There were 1,443 households, out of which 35.1% had children under the age of 18 living with them, 51.6% were married couples living together, 11.9% had a female householder with no husband present, and 31.5% were non-families. 27.3% of all households were made up of individuals, and 10.8% had someone living alone who was 65 years of age or older. The average household size was 2.52 and the average family size was 3.05.

In the town, the population was spread out age wise with 27.2% under the age of 18, 6.4% from 18 to 24, 32.5% from 25 to 44, 22.9% from 45 to 64, and 11.0% who were 65 years of age or older. The median age was 36 years. For every 100 females, there were 94.6 males. For every 100 females age 18 and over, there were 93.0 males.

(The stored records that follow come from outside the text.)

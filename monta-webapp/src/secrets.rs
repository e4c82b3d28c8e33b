//! The access token kept in origin storage between page loads.

use crate::error::Result;
use crate::storage::KeyValueStore;

/// The only key the token store ever reads or writes.
pub const ACCESS_TOKEN: &str = "access_token";

/// Get, save and destroy the single access token held in a [`KeyValueStore`].
///
/// The store keeps no state of its own; every call goes straight to the
/// backend, and backend failures are returned unchanged.
#[derive(Debug, Clone)]
pub struct TokenStore<S> {
    backend: S,
    key: &'static str,
}

impl<S: KeyValueStore> TokenStore<S> {
    pub fn new(backend: S) -> Self {
        Self {
            backend,
            key: ACCESS_TOKEN,
        }
    }

    pub fn backend(&self) -> &S {
        &self.backend
    }

    /// The stored token, or `None` if it was never saved or has been destroyed.
    pub fn get_token(&self) -> Result<Option<String>> {
        tracing::trace!("reading {}", self.key);
        self.backend.get(self.key).inspect_err(|e| {
            tracing::warn!("could not read token: {}", e);
        })
    }

    /// Stores `token` verbatim, replacing any previous value.
    pub fn save_token(&self, token: &str) -> Result<()> {
        tracing::debug!("saving {}", self.key);
        self.backend.set(self.key, token).inspect_err(|e| {
            tracing::warn!("could not save token: {}", e);
        })
    }

    pub fn destroy_token(&self) -> Result<()> {
        tracing::debug!("destroying {}", self.key);
        self.backend.remove(self.key).inspect_err(|e| {
            tracing::warn!("could not destroy token: {}", e);
        })
    }
}

#[cfg(feature = "hydrate")]
pub use browser::*;

#[cfg(feature = "hydrate")]
mod browser {
    use super::TokenStore;
    use crate::error::Result;
    use crate::storage::BrowserStorage;

    impl TokenStore<BrowserStorage> {
        pub fn browser() -> Result<Self> {
            Ok(Self::new(BrowserStorage::local()?))
        }
    }

    pub fn get_token() -> Result<Option<String>> {
        TokenStore::browser()?.get_token()
    }

    pub fn save_token(token: &str) -> Result<()> {
        TokenStore::browser()?.save_token(token)
    }

    pub fn destroy_token() -> Result<()> {
        TokenStore::browser()?.destroy_token()
    }
}
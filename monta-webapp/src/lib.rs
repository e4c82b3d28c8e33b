pub mod error;
#[cfg(feature = "hydrate")]
pub mod logging;
pub mod secrets;
pub mod storage;

pub use error::{Error, Result};
pub use secrets::{TokenStore, ACCESS_TOKEN};
#[cfg(feature = "hydrate")]
pub use storage::BrowserStorage;
pub use storage::{KeyValueStore, MemoryStorage};
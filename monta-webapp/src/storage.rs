//! Persistent key-value backends the token store delegates to.

use std::cell::RefCell;
use std::collections::BTreeMap;

use crate::error::Result;

/// Origin-scoped string storage, accessed by exact key.
///
/// Reads of a missing key yield `Ok(None)`; removing a missing key is a
/// no-op. Failures of the underlying store are returned as-is.
pub trait KeyValueStore {
    fn get(&self, key: &'static str) -> Result<Option<String>>;
    fn set(&self, key: &'static str, value: &str) -> Result<()>;
    fn remove(&self, key: &'static str) -> Result<()>;
}

impl<S: KeyValueStore + ?Sized> KeyValueStore for &S {
    fn get(&self, key: &'static str) -> Result<Option<String>> {
        (**self).get(key)
    }
    fn set(&self, key: &'static str, value: &str) -> Result<()> {
        (**self).set(key, value)
    }
    fn remove(&self, key: &'static str) -> Result<()> {
        (**self).remove(key)
    }
}

/// In-process store, used off the browser and in tests.
#[derive(Debug, Default, Clone)]
pub struct MemoryStorage {
    entries: RefCell<BTreeMap<String, String>>,
}

impl MemoryStorage {
    pub fn new() -> Self {
        Self::default()
    }

    /// Every key currently held, in order.
    pub fn keys(&self) -> Vec<String> {
        self.entries.borrow().keys().cloned().collect()
    }

    pub fn len(&self) -> usize {
        self.entries.borrow().len()
    }

    pub fn is_empty(&self) -> bool {
        self.entries.borrow().is_empty()
    }
}

impl KeyValueStore for MemoryStorage {
    fn get(&self, key: &'static str) -> Result<Option<String>> {
        Ok(self.entries.borrow().get(key).cloned())
    }

    fn set(&self, key: &'static str, value: &str) -> Result<()> {
        self.entries
            .borrow_mut()
            .insert(key.to_string(), value.to_string());
        Ok(())
    }

    fn remove(&self, key: &'static str) -> Result<()> {
        self.entries.borrow_mut().remove(key);
        Ok(())
    }
}

#[cfg(feature = "hydrate")]
pub use browser::BrowserStorage;

#[cfg(feature = "hydrate")]
mod browser {
    use wasm_bindgen::{JsCast, JsValue};

    use super::KeyValueStore;
    use crate::error::{Error, Result};

    /// `window.localStorage` of the current origin. Values are stored
    /// verbatim, without any JSON encoding.
    #[derive(Debug, Clone)]
    pub struct BrowserStorage {
        raw: web_sys::Storage,
    }

    impl BrowserStorage {
        pub fn local() -> Result<Self> {
            let window =
                web_sys::window().ok_or_else(|| Error::Unavailable("no global window".into()))?;
            let raw = window
                .local_storage()
                .map_err(|e| Error::Unavailable(js_message(&e)))?
                .ok_or_else(|| Error::Unavailable("localStorage is disabled".into()))?;
            Ok(Self { raw })
        }
    }

    impl KeyValueStore for BrowserStorage {
        fn get(&self, key: &'static str) -> Result<Option<String>> {
            self.raw
                .get_item(key)
                .map_err(|e| Error::Read(key, js_message(&e)))
        }

        fn set(&self, key: &'static str, value: &str) -> Result<()> {
            self.raw
                .set_item(key, value)
                .map_err(|e| Error::Write(key, js_message(&e)))
        }

        fn remove(&self, key: &'static str) -> Result<()> {
            self.raw
                .remove_item(key)
                .map_err(|e| Error::Remove(key, js_message(&e)))
        }
    }

    fn js_message(value: &JsValue) -> String {
        match value.dyn_ref::<js_sys::Error>() {
            Some(err) => format!("{}: {}", String::from(err.name()), String::from(err.message())),
            None => value.as_string().unwrap_or_else(|| format!("{value:?}")),
        }
    }
}

#[cfg(test)]
mod tests {
    use super::*;
    use pretty_assertions::assert_eq;

    #[test]
    fn missing_key_reads_as_none() {
        let store = MemoryStorage::new();
        assert_eq!(store.get("access_token"), Ok(None));
    }

    #[test]
    fn set_overwrites_and_remove_is_a_noop_when_absent() {
        let store = MemoryStorage::new();
        store.set("access_token", "a").unwrap();
        store.set("access_token", "b").unwrap();
        assert_eq!(store.get("access_token"), Ok(Some("b".to_string())));
        assert_eq!(store.len(), 1);

        store.remove("access_token").unwrap();
        store.remove("access_token").unwrap();
        assert!(store.is_empty());
    }

    #[test]
    fn keys_are_listed_in_order() {
        let store = MemoryStorage::new();
        store.set("theme", "dark").unwrap();
        store.set("locale", "en").unwrap();
        assert_eq!(store.keys(), vec!["locale".to_string(), "theme".to_string()]);
    }
}
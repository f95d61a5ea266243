//! Error type shared by the query builder, the pagination driver and the sink.
//!
//! Every variant is fatal: nothing in the pipeline retries or recovers. An
//! empty page is the normal end-of-data signal and never shows up here.

use thiserror::Error;

#[derive(Debug, Error)]
pub enum ScrapeError {
    /// Invalid configuration detected before the first request.
    #[error("invalid configuration: {0}")]
    Config(String),

    /// Transport failure or a non-success HTTP status.
    #[error("request failed: {0}")]
    Http(#[from] reqwest::Error),

    /// Body was not JSON, or `data` was missing or not an array of objects.
    #[error("could not parse response from {url}: {source} (body: {preview})")]
    Parse {
        url: String,
        #[source]
        source: serde_json::Error,
        preview: String,
    },

    /// A record without a numeric `created_utc` cannot advance the cursor.
    #[error("post {id} has no numeric created_utc")]
    MissingTimestamp { id: String },

    /// `created_utc` too large to advance the cursor past.
    #[error("post {id} has an out-of-range created_utc")]
    InvalidTimestamp { id: String },

    #[error("output file error: {0}")]
    Io(#[from] std::io::Error),

    #[error("could not serialize post: {0}")]
    Encode(#[source] serde_json::Error),
}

The median income for a household in the town was $43,984, and the median income for a family was $52,981. Males had a median income of $39,112 versus $28,526 for females. The per capita income for the town was $20,040. About 6.0% of families and 7.8% of the population were below the poverty line, including 5.8% of those under age 18 and 21.8% of those age 65 or over.
==Economy==
The town is home to one of IKEA's distribution centers, which houses one of the largest rooftop solar arrays in the U.S., and the largest in the state of Maryland. The distribution center’s total 4.9-MW solar installation of 25,913 panels generates 6,092,533 kWh of clean electricity yearly.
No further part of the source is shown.